The beginning of the decade looked promising. It was January. As I began my journey across the country, I was eager to see what would bring me in terms of restaurants. My enthusiasm was well-founded in the first two months. The American chefs were creating amazing food and trying to get people off their couches. We all fell back on our couches and relied heavily on take-out for our favorite restaurants after the pandemic. The industry is now dead and the government has abandoned it.
One thing is certain: Restaurants were producing outstanding food that was worthy of praise before and during the pandemic. To show my appreciation to the exceptional chefs, I have compiled 25 of my favourite dishes from the year. While some restaurants couldn’t withstand the long shutdowns, others will likely be able survive this winter and make it to the other side. If I’m lucky, next year’s list will include us all dining together across the globe and in the United States.
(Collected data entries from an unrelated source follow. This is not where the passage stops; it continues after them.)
// src/output/parquet.rs

//! Dense array exchange files: one Parquet file per output array.

use super::OutputRow;
use crate::reconcile::{ArrayGroup, ReconciledRecord};
use crate::table::Table;
use anyhow::{Context, Result};
use arrow::array::{ArrayRef, Float64Array, StringArray};
use arrow::datatypes::{DataType, Field, Schema};
use arrow::record_batch::RecordBatch;
use chrono::Utc;
use parquet::arrow::ArrowWriter;
use parquet::basic::{Compression, ZstdLevel};
use parquet::file::properties::WriterProperties;
use std::collections::{BTreeMap, HashMap};
use std::fs::{self, File};
use std::io::BufWriter;
use std::path::{Path, PathBuf};
use std::sync::Arc;
use tracing::{debug, info, instrument};

/// Dimension columns, outermost first. Rows are written in this order so each
/// file reads as a row-major dense array.
const DIMENSIONS: [&str; 6] = ["SCE", "ISO", "EDU", "GND", "AGE", "YRS"];

fn schema(name: &str, description: &str) -> Schema {
    let mut fields: Vec<Field> = DIMENSIONS
        .iter()
        .map(|d| Field::new(*d, DataType::Utf8, false))
        .collect();
    fields.push(Field::new("VALUE", DataType::Float64, false));

    let metadata = HashMap::from([
        ("name".to_string(), name.to_string()),
        ("description".to_string(), description.to_string()),
        ("created_at".to_string(), Utc::now().to_rfc3339()),
    ]);
    Schema::new(fields).with_metadata(metadata)
}

/// `<stem>--<NAME>.parquet` next to `base`.
pub fn array_path(base: &Path, name: &str) -> PathBuf {
    let stem = base
        .file_stem()
        .and_then(|s| s.to_str())
        .unwrap_or("output");
    let safe: String = name
        .chars()
        .map(|c| if c.is_ascii_alphanumeric() || c == '-' || c == '_' { c } else { '_' })
        .collect();
    base.with_file_name(format!("{}--{}.parquet", stem, safe))
}

fn build_batch(schema: Arc<Schema>, rows: &[OutputRow<'_>]) -> Result<RecordBatch> {
    let utf8 = |values: Vec<&str>| -> ArrayRef { Arc::new(StringArray::from(values)) };
    let columns: Vec<ArrayRef> = vec![
        utf8(rows.iter().map(|r| r.scenario).collect()),
        utf8(rows.iter().map(|r| r.region).collect()),
        utf8(rows.iter().map(|r| r.education).collect()),
        utf8(rows.iter().map(|r| r.gender).collect()),
        utf8(rows.iter().map(|r| r.cohort).collect()),
        utf8(rows.iter().map(|r| r.year.as_str()).collect()),
        Arc::new(Float64Array::from(rows.iter().map(|r| r.value).collect::<Vec<f64>>())),
    ];
    RecordBatch::try_new(schema, columns).context("building RecordBatch for array")
}

fn write_array(path: &Path, schema: Schema, rows: &[OutputRow<'_>]) -> Result<()> {
    let schema = Arc::new(schema);
    let batch = build_batch(schema.clone(), rows)?;

    let tmp_path = path.with_extension("parquet.tmp");
    let tmp_file = File::create(&tmp_path)
        .with_context(|| format!("could not create temporary file `{}`", tmp_path.display()))?;
    let props = WriterProperties::builder()
        .set_compression(Compression::ZSTD(ZstdLevel::try_new(3)?))
        .build();
    let mut writer = ArrowWriter::try_new(BufWriter::new(tmp_file), schema, Some(props))
        .context("creating ArrowWriter for array")?;
    writer.write(&batch).context("writing array batch")?;
    writer.close().context("closing ArrowWriter for array")?;

    fs::rename(&tmp_path, path).with_context(|| {
        format!("failed to rename `{}` to `{}`", tmp_path.display(), path.display())
    })?;
    Ok(())
}

/// Write one file per distinct array name in `table`. The description of
/// each file comes from the matching [`ArrayGroup`], else the array name.
#[instrument(level = "info", skip(table, arrays), fields(rows = table.len()))]
pub fn write_arrays(
    table: &Table<ReconciledRecord>,
    arrays: &[ArrayGroup],
    base: &Path,
) -> Result<Vec<PathBuf>> {
    if let Some(dir) = base.parent().filter(|d| !d.as_os_str().is_empty()) {
        fs::create_dir_all(dir).with_context(|| format!("creating output dir `{}`", dir.display()))?;
    }

    let mut grouped: BTreeMap<&str, Vec<OutputRow<'_>>> = BTreeMap::new();
    for r in table {
        grouped.entry(r.array.as_str()).or_default().push(OutputRow::from(r));
    }

    let mut written = Vec::with_capacity(grouped.len());
    for (name, mut rows) in grouped {
        rows.sort_by(|a, b| {
            (a.scenario, a.region, a.education, a.gender, a.cohort, &a.year)
                .cmp(&(b.scenario, b.region, b.education, b.gender, b.cohort, &b.year))
        });
        let description = arrays
            .iter()
            .find(|a| a.name == name)
            .map_or(name, |a| a.description.as_str());

        let path = array_path(base, name);
        write_array(&path, schema(name, description), &rows)?;
        debug!(array = name, rows = rows.len(), path = %path.display(), "wrote array");
        written.push(path);
    }
    info!(files = written.len(), "wrote parquet arrays");
    Ok(written)
}

#[cfg(test)]
mod tests {
    use super::*;
    use arrow::array::Array;
    use parquet::arrow::arrow_reader::ParquetRecordBatchReaderBuilder;

    fn rec(array: &str, region: &str, year: i32, value: f64) -> ReconciledRecord {
        ReconciledRecord {
            model: "IIASA GDP 2023".into(),
            scenario: "SSP2".into(),
            region: region.into(),
            variable: "GDP|PPP".into(),
            unit: "billion US$2017/yr".into(),
            gender: None,
            cohort: None,
            education: None,
            gender_label: "TOTL".into(),
            cohort_label: "TOTL".into(),
            education_label: "TOTL".into(),
            array: array.into(),
            year,
            value,
        }
    }

    #[test]
    fn file_names_are_sanitized() {
        assert_eq!(
            array_path(Path::new("/tmp/out.parquet"), "GDP|MER"),
            PathBuf::from("/tmp/out--GDP_MER.parquet")
        );
    }

    #[test]
    fn writes_one_sorted_file_per_array() -> Result<()> {
        let dir = tempfile::tempdir()?;
        let base = dir.path().join("ssp.parquet");
        let table = Table::new(vec![
            rec("GDPI", "fra", 2021, 3.0),
            rec("GDPI", "deu", 2020, 1.0),
            rec("GDPI", "fra", 2020, 2.0),
            rec("GDP|MER", "fra", 2020, 9.0),
        ]);
        let written = write_arrays(&table, &ArrayGroup::defaults(), &base)?;
        assert_eq!(written.len(), 2);

        let gdpi = dir.path().join("ssp--GDPI.parquet");
        assert!(written.contains(&gdpi));
        let builder = ParquetRecordBatchReaderBuilder::try_new(File::open(&gdpi)?)?;
        let meta = builder.schema().metadata().clone();
        assert_eq!(meta.get("name").map(String::as_str), Some("GDPI"));
        assert!(meta["description"].contains("IIASA"));
        assert!(meta.contains_key("created_at"));

        let batches = builder.build()?.collect::<std::result::Result<Vec<_>, _>>()?;
        let batch = &batches[0];
        let iso = batch.column(1).as_any().downcast_ref::<StringArray>().unwrap();
        let yrs = batch.column(5).as_any().downcast_ref::<StringArray>().unwrap();
        let val = batch.column(6).as_any().downcast_ref::<Float64Array>().unwrap();
        assert_eq!((iso.value(0), yrs.value(0), val.value(0)), ("deu", "Y2020", 1.0));
        assert_eq!((iso.value(1), yrs.value(1), val.value(1)), ("fra", "Y2020", 2.0));
        assert_eq!((iso.value(2), yrs.value(2), val.value(2)), ("fra", "Y2021", 3.0));

        let other = dir.path().join("ssp--GDP_MER.parquet");
        let builder = ParquetRecordBatchReaderBuilder::try_new(File::open(&other)?)?;
        assert_eq!(
            builder.schema().metadata().get("description").map(String::as_str),
            Some("GDP|MER")
        );
        Ok(())
    }
}
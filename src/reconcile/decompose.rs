// src/reconcile/decompose.rs

use crate::interpolate::cohort::VARIABLE_DELIMITER;
use crate::table::Record;

/// Split a composite demographic variable into
/// {variable, gender, cohort, education}.
///
/// `Population|Male|Aged0-4|No Education` becomes `Population` with the three
/// components set; missing trailing components stay unset. Anything after a
/// fourth delimiter remains part of the education component.
pub fn decompose(record: &Record) -> Record {
    let mut parts = record.variable.splitn(4, VARIABLE_DELIMITER).map(str::trim);
    let variable = parts.next().unwrap_or_default().to_string();
    let mut component = || parts.next().filter(|p| !p.is_empty()).map(str::to_string);
    let gender = component();
    let cohort = component();
    let education = component();

    Record {
        variable,
        gender: gender.or_else(|| record.gender.clone()),
        cohort: cohort.or_else(|| record.cohort.clone()),
        education: education.or_else(|| record.education.clone()),
        ..record.clone()
    }
}
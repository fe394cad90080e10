// src/reconcile/mod.rs

//! Merge of the spline and Beers outputs into one dense, labelled table.

pub mod decompose;
pub mod grid;
pub mod labels;
pub mod policy;
pub mod rescale;
pub mod scenario;

pub use decompose::decompose;
pub use grid::{complete_grid, GridAxes, GRID_DEFAULT};
pub use labels::{array_name, ArrayGroup, CohortLabel, LabelDictionaries, SENTINEL_LABEL};
pub use policy::TotalRowPolicy;
pub use rescale::RescaleTable;
pub use scenario::expand_baseline;

use crate::aggregate::Correspondence;
use crate::error::{EngineError, Result};
use crate::table::{Field, GroupKey, Observation, Record, Table};
use rayon::prelude::*;
use serde::{Deserialize, Serialize};
use tracing::{info, instrument};

/// Scenario whose rows seed every other scenario.
pub const BASELINE_SCENARIO: &str = "Historical Reference";

/// Identity of one reconciled cell, minus the year.
pub const RECONCILE_FIELDS: [Field; 8] = [
    Field::Model,
    Field::Scenario,
    Field::Region,
    Field::Variable,
    Field::Unit,
    Field::Gender,
    Field::Cohort,
    Field::Education,
];

/// Identity of a series independent of scenario and region.
pub const SERIES_FIELDS: [Field; 6] = [
    Field::Model,
    Field::Variable,
    Field::Unit,
    Field::Gender,
    Field::Cohort,
    Field::Education,
];

pub fn reconcile_key() -> GroupKey {
    GroupKey::fixed(&RECONCILE_FIELDS)
}

pub fn series_key() -> GroupKey {
    GroupKey::fixed(&SERIES_FIELDS)
}

/// A dense, labelled output row.
#[derive(Debug, Clone, PartialEq, Serialize, Deserialize)]
pub struct ReconciledRecord {
    pub model: String,
    pub scenario: String,
    pub region: String,
    pub variable: String,
    pub unit: String,
    pub gender: Option<String>,
    pub cohort: Option<String>,
    pub education: Option<String>,
    pub gender_label: String,
    pub cohort_label: String,
    pub education_label: String,
    /// Output array this row belongs to.
    pub array: String,
    pub year: i32,
    pub value: f64,
}

impl Observation for ReconciledRecord {
    fn field(&self, field: Field) -> Option<&str> {
        match field {
            Field::Model => Some(&self.model),
            Field::Scenario => Some(&self.scenario),
            Field::Region => Some(&self.region),
            Field::Variable => Some(&self.variable),
            Field::Unit => Some(&self.unit),
            Field::Gender => self.gender.as_deref(),
            Field::Cohort => self.cohort.as_deref(),
            Field::Education => self.education.as_deref(),
            Field::Year | Field::Value => None,
        }
    }

    fn year(&self) -> i32 {
        self.year
    }

    fn value(&self) -> f64 {
        self.value
    }

    fn with_point(&self, year: i32, value: f64) -> Self {
        Self {
            year,
            value,
            ..self.clone()
        }
    }
}

#[derive(Debug, Clone, PartialEq)]
pub struct ReconcileOptions {
    pub baseline_scenario: String,
    pub labels: LabelDictionaries,
    pub rescale: RescaleTable,
    pub arrays: Vec<ArrayGroup>,
    /// Applied to the decomposed Beers rows when set.
    pub total_row_policy: Option<TotalRowPolicy>,
}

impl Default for ReconcileOptions {
    fn default() -> Self {
        Self {
            baseline_scenario: BASELINE_SCENARIO.to_string(),
            labels: LabelDictionaries::default(),
            rescale: RescaleTable::default(),
            arrays: ArrayGroup::defaults(),
            total_row_policy: None,
        }
    }
}

/// Combine interpolated outputs into exactly one row per
/// (series, region, year, scenario).
///
/// Beers rows are decomposed into their demographic components, the baseline
/// scenario is broadcast into every other scenario, the grid is completed
/// over every region code of `correspondence`, and labels, array names and
/// rescale factors are joined on.
#[instrument(level = "info", skip_all, fields(spline = spline_out.len(), beers = beers_out.len()))]
pub fn reconcile(
    spline_out: &Table<Record>,
    beers_out: &Table<Record>,
    correspondence: &Correspondence,
    opts: &ReconcileOptions,
) -> Result<Table<ReconciledRecord>> {
    if opts.baseline_scenario.trim().is_empty() {
        return Err(EngineError::Configuration(
            "baseline scenario must not be empty".into(),
        ));
    }
    let regions = region_axis(correspondence)?;

    let mut demographic: Vec<Record> = beers_out.rows().par_iter().map(decompose).collect();
    if let Some(policy) = &opts.total_row_policy {
        demographic = policy.apply(demographic, &opts.baseline_scenario);
    }

    let mut rows = spline_out.rows().to_vec();
    rows.extend(demographic);

    let expanded = expand_baseline(rows, &opts.baseline_scenario);
    let (grid, axes) = complete_grid(expanded, &regions);

    let out: Vec<ReconciledRecord> = grid.into_par_iter().map(|r| label(r, opts)).collect();
    info!(rows = out.len(), cells = axes.cells(), "reconciled");
    Ok(Table::new(out))
}

fn region_axis(correspondence: &Correspondence) -> Result<Vec<String>> {
    let regions = correspondence.region_codes();
    if regions.is_empty() {
        return Err(EngineError::Configuration(
            "correspondence table defines no target regions".into(),
        ));
    }
    Ok(regions)
}

fn label(r: Record, opts: &ReconcileOptions) -> ReconciledRecord {
    let labels = &opts.labels;
    let gender_label = labels.gender_label(r.gender.as_deref()).to_string();
    let cohort_label = labels.cohort_label(r.cohort.as_deref()).to_string();
    let education_label = labels
        .education_label(r.education.as_deref(), r.cohort.as_deref())
        .to_string();
    let array = array_name(&opts.arrays, &r.model, &r.variable).to_string();
    let value = opts.rescale.apply(&r.variable, r.value);

    ReconciledRecord {
        model: r.model,
        scenario: r.scenario,
        region: r.region,
        variable: r.variable,
        unit: r.unit,
        gender: r.gender,
        cohort: r.cohort,
        education: r.education,
        gender_label,
        cohort_label,
        education_label,
        array,
        year: r.year,
        value,
    }
}

#[cfg(test)]
mod tests {
    use super::*;
    use crate::aggregate::correspondence::test_support::row;
    use std::collections::HashSet;

    fn correspondence() -> Correspondence {
        Correspondence::new(vec![
            row(1, "fra", "xfr", "France"),
            row(2, "deu", "xde", "Germany"),
        ])
    }

    fn gdp(scenario: &str, region: &str, year: i32, value: f64) -> Record {
        Record::new("IIASA GDP 2023", scenario, region, "GDP|PPP", "billion US$2017/yr", year, value)
    }

    fn pop(scenario: &str, variable: &str, year: i32, value: f64) -> Record {
        Record::new("WiC", scenario, "fra", variable, "million", year, value)
    }

    #[test]
    fn grid_is_complete_with_one_row_per_cell() {
        let spline = Table::new(vec![
            gdp(BASELINE_SCENARIO, "fra", 2019, 1.0),
            gdp("SSP1", "fra", 2020, 2.0),
            gdp("SSP2", "deu", 2020, 3.0),
        ]);
        let beers = Table::new(vec![pop("SSP2", "Population|Male|Aged20-24|Bachelor", 2020, 0.5)]);

        let out = reconcile(&spline, &beers, &correspondence(), &ReconcileOptions::default()).unwrap();

        // 2 series × 2 regions × 2 years × 2 scenarios
        assert_eq!(out.len(), 16);
        let cells: HashSet<(String, String, String, i32)> = out
            .iter()
            .map(|r| (r.array.clone(), r.scenario.clone(), r.region.clone(), r.year))
            .collect();
        assert_eq!(cells.len(), out.len());
        assert!(out.iter().all(|r| r.value.is_finite()));
        assert!(out.iter().all(|r| r.scenario != BASELINE_SCENARIO));
    }

    #[test]
    fn scenario_rows_win_over_baseline_and_values_are_rescaled() {
        let spline = Table::new(vec![
            gdp(BASELINE_SCENARIO, "fra", 2020, 1.0),
            gdp("SSP1", "fra", 2020, 2.0),
            gdp("SSP2", "fra", 2021, 4.0),
        ]);
        let out = reconcile(&spline, &Table::default(), &correspondence(), &ReconcileOptions::default()).unwrap();
        let value = |s: &str, y: i32| {
            out.iter()
                .find(|r| r.scenario == s && r.region == "fra" && r.year == y)
                .map(|r| r.value)
        };
        assert_eq!(value("SSP1", 2020), Some(2000.0));
        assert_eq!(value("SSP2", 2020), Some(1000.0));
        assert_eq!(value("SSP2", 2021), Some(4000.0));
        assert_eq!(value("SSP1", 2021), Some(0.0));
    }

    #[test]
    fn labels_and_arrays_are_joined() {
        let beers = Table::new(vec![
            pop("SSP2", "Population|Female|Aged5-9", 2020, 1.0),
            pop("SSP2", "Population|Male|Aged30-34|Master and higher", 2020, 2.0),
        ]);
        let out = reconcile(&Table::default(), &beers, &correspondence(), &ReconcileOptions::default()).unwrap();
        let child = out
            .iter()
            .find(|r| r.cohort.as_deref() == Some("Aged5-9") && r.region == "fra")
            .unwrap();
        assert_eq!(child.array, "POP");
        assert_eq!(child.variable, "Population");
        assert_eq!(
            (child.gender_label.as_str(), child.cohort_label.as_str(), child.education_label.as_str()),
            ("FEML", "A0509", "U15")
        );
        let adult = out
            .iter()
            .find(|r| r.cohort.as_deref() == Some("Aged30-34") && r.region == "fra")
            .unwrap();
        assert_eq!(adult.education_label, "MAST");
        assert_eq!(adult.value, 2.0);
    }

    #[test]
    fn total_row_policy_drops_adult_totals() {
        let beers = Table::new(vec![
            pop("SSP2", "Population|Male|Aged30-34", 2020, 5.0),
            pop("SSP2", "Population|Male|Aged30-34|Bachelor", 2020, 2.0),
        ]);
        let opts = ReconcileOptions {
            total_row_policy: Some(TotalRowPolicy::default()),
            ..ReconcileOptions::default()
        };
        let out = reconcile(&Table::default(), &beers, &correspondence(), &opts).unwrap();
        assert!(out.iter().all(|r| r.education.is_some()));
    }

    #[test]
    fn total_row_policy_keeps_totals_of_a_custom_baseline() {
        let beers = Table::new(vec![
            pop("History", "Population|Male|Aged30-34", 2015, 5.0),
            pop("SSP2", "Population|Male|Aged30-34", 2020, 8.0),
            pop("SSP2", "Population|Male|Aged30-34|Bachelor", 2020, 2.0),
        ]);
        let opts = ReconcileOptions {
            baseline_scenario: "History".into(),
            total_row_policy: Some(TotalRowPolicy::default()),
            ..ReconcileOptions::default()
        };
        let out = reconcile(&Table::default(), &beers, &correspondence(), &opts).unwrap();
        let total_at = |year: i32| {
            out.iter()
                .find(|r| r.region == "fra" && r.education.is_none() && r.year == year)
                .map(|r| (r.scenario.as_str(), r.value))
        };
        assert_eq!(total_at(2015), Some(("SSP2", 5.0)));
        assert_eq!(total_at(2020), Some(("SSP2", 0.0)));
    }

    #[test]
    fn empty_region_axis_is_a_configuration_error() {
        let err = reconcile(
            &Table::new(vec![gdp("SSP1", "fra", 2020, 1.0)]),
            &Table::default(),
            &Correspondence::new(vec![]),
            &ReconcileOptions::default(),
        )
        .unwrap_err();
        assert!(matches!(err, EngineError::Configuration(_)));
    }
}
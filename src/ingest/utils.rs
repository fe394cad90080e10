// src/ingest/utils.rs

use crate::table::{YEAR_MAX, YEAR_MIN};

/// Cell text without surrounding whitespace or one pair of enclosing quotes.
pub fn clean_str(raw: &str) -> String {
    let trimmed = raw.trim();
    trimmed
        .strip_prefix('"')
        .and_then(|s| s.strip_suffix('"'))
        .map_or(trimmed, str::trim)
        .to_string()
}

/// A header naming a calendar year in the accepted range, e.g. `2025`.
pub fn parse_year_header(header: &str) -> Option<i32> {
    clean_str(header)
        .parse::<i32>()
        .ok()
        .filter(|y| (YEAR_MIN..=YEAR_MAX).contains(y))
}

/// Numeric cell value; empty, `NA`-style and unparsable cells yield `None`.
pub fn parse_value(cell: &str) -> Option<f64> {
    let s = clean_str(cell);
    if s.is_empty() {
        return None;
    }
    s.parse::<f64>().ok().filter(|v| v.is_finite())
}

#[cfg(test)]
mod tests {
    use super::*;

    #[test]
    fn cleans_quotes_and_whitespace() {
        assert_eq!(clean_str("  \"Population\" "), "Population");
        assert_eq!(clean_str("\""), "\"");
        assert_eq!(clean_str(" GDP|PPP "), "GDP|PPP");
        assert_eq!(clean_str("\"\""), "");
        assert_eq!(clean_str("\" Aged0-4 \""), "Aged0-4");
    }

    #[test]
    fn year_headers_are_bounded() {
        assert_eq!(parse_year_header("2025"), Some(2025));
        assert_eq!(parse_year_header(" \"1950\""), Some(1950));
        assert_eq!(parse_year_header("1000"), None);
        assert_eq!(parse_year_header("Notes"), None);
    }

    #[test]
    fn values_skip_blank_and_non_numeric() {
        assert_eq!(parse_value("1.5e3"), Some(1500.0));
        assert_eq!(parse_value(""), None);
        assert_eq!(parse_value("n/a"), None);
        assert_eq!(parse_value("NaN"), None);
    }
}
// src/growth.rs

use crate::error::{EngineError, Result};
use crate::table::{partition, GroupKey, Observation, PartitionKey, Table};
use rayon::prelude::*;
use serde::Serialize;
use tracing::instrument;

/// A row with its year-on-year growth rate in percent.
#[derive(Debug, Clone, PartialEq, Serialize)]
pub struct WithGrowth<R> {
    #[serde(flatten)]
    pub row: R,
    pub growth: f64,
}

/// `100 * (v[t] - v[t-1]) / v[t-1]` within each partition of `key`, in year
/// order. The first year of a partition and any year following a zero get 0.
#[instrument(level = "info", skip_all, fields(rows = table.len()))]
pub fn growth_rate<R>(table: &Table<R>, key: &GroupKey) -> Result<Table<WithGrowth<R>>>
where
    R: Observation + Clone + Send + Sync,
{
    let parts: Vec<(PartitionKey, Vec<&R>)> = partition(table.rows(), key).into_iter().collect();

    let out: Vec<Vec<WithGrowth<R>>> = parts
        .into_par_iter()
        .map(|(pk, mut rows)| {
            rows.sort_by_key(|r| r.year());
            if let Some(w) = rows.windows(2).find(|w| w[0].year() == w[1].year()) {
                return Err(EngineError::DuplicateYear {
                    key: pk.to_string(),
                    year: w[0].year(),
                });
            }
            let mut prev: Option<f64> = None;
            Ok(rows
                .into_iter()
                .map(|r| {
                    let growth = match prev {
                        Some(p) if p != 0.0 => 100.0 * (r.value() - p) / p,
                        _ => 0.0,
                    };
                    prev = Some(r.value());
                    WithGrowth {
                        row: r.clone(),
                        growth,
                    }
                })
                .collect())
        })
        .collect::<Result<_>>()?;

    Ok(out.into_iter().flatten().collect())
}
Pan Roasted Brioche, Auburn
Auburn is a credit for allowing Auburn to appear on my list in both years that it was eligible. This restaurant was only open for a year due to the pandemic. Eric Bost brings a new creativity to brunch, in addition to its excellent dinner service. Dyan Ng, a “pastry chef,” was able to shine with her pan-roasted brioche. It’s baked on the stove and then topped with honey butter.
Kaiseki Jubako, n/naka
My wife’s birthday was to be a huge night out. I had planned it months in advance. We all know how April went so this didn’t happen. There is a special takeout scene in the City of Angels. Niki Nakayama, Carole Iida Nakayama, and Carole Iida Nagayama have created a two-level bento called the kaiseki-jubako. The box was first introduced in an early version, with braised abalone with liver, truffle sauce, lobster with uni and caviar; sashimi and crispy lobster with nanbanzuke among others.
Lobster Bao, Essex Pearl
The Essex Pearl was the first place you see as you descend the steps to the lower levels of the Market Line food hall in Manhattan’s Lower East Side. It was a fish market and restaurant that prepared its meals directly from the tanks at the front. Before the pandemic, Chef Bun Cheam was in charge of the kitchen and introduced flavors from Cambodia and other parts of Southeast Asia to the menu. While you can get a traditional lobster roll at the restaurant, Cheam’s Spicy Suffolk Bao was the preferred choice. It featured lobster claw, brown butter, and sriracha.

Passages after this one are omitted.